The Center for Sacramento History (CSH) is excited to share a recently completed project: they have digitized 126 Sacramento Police Department (SPD) and Sacramento County Sheriff’s Office mug books and uploaded them to the Internet Archive. 

 

The mug books date from the 1860s to the 1940s, and provide a wealth of data, including arrestees’ photographs, names, physical descriptions, criminal histories, aliases, judgments, and death dates. While most of the books are arranged by arrest number and date, several books are dedicated to specific crimes, including safe-cracking and pickpocketing, and specific categories of people, including political dissidents, union members, juvenile offenders, female offenders, and various ethnic groups.

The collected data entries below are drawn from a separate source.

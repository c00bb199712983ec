//! Physical line drivers for the bus link: an in-process loopback bus
//! with a virtual clock, and a driver for an external clocked transceiver
//! hanging off a serial device.

pub mod loopback;
pub mod serial;

pub use loopback::{LoopbackBus, LoopbackPort};
pub use serial::SerialLine;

The collection also contains wanted books and mug books from other police departments and prisons that the SPD copied in order to create a criminal card file database, including departments throughout the Bay Area, Southern California, Denver, Portland, Stockton, and Reno, plus San Quentin and Folsom prisons. 

 

To complete this project, CSH worked with the Utah-based nonprofit FamilySearch.org, that digitally photographed the books on-site at the research center in Sacramento over several weeks. Once digitization was complete, a student assistant was hired from California State University, Sacramento’s public history program to create a minimal amount of metadata for each book and upload the images, metadata, and searchable indices to the Internet Archive. With the help of volunteers and crowdsourcing, the hope is CSH will eventually be able to expand the metadata to include information about the people in the books. The final part of this project was to rehouse the books, which range in size from 5’ x 6’ to 11’ x 17”. Previously, the books were housed standing on end in boxes without lids. Now, each book is housed flat in its own acid-free box. 

 

The availability of these books online will allow more researchers to access the material without needing to visit CSH in person or to handle these fragile objects, thus aiding their long-term preservation. Users are able to virtually flip through a book’s pages as though they were flipping through the book itself, and zoom in to see a close-up of the high-resolution images. The newly digitized collection of mug books can be viewed at archive.org/details/cshtext.

 

The Center for Sacramento History educates and enriches the public by collecting, preserving, and making accessible the region’s vast cultural heritage.  Founded in 1953, the Center for Sacramento History is administered by the City of Sacramento and is jointly funded by the City and County of Sacramento. For more information, visit www.centerforsacramentohistory.org.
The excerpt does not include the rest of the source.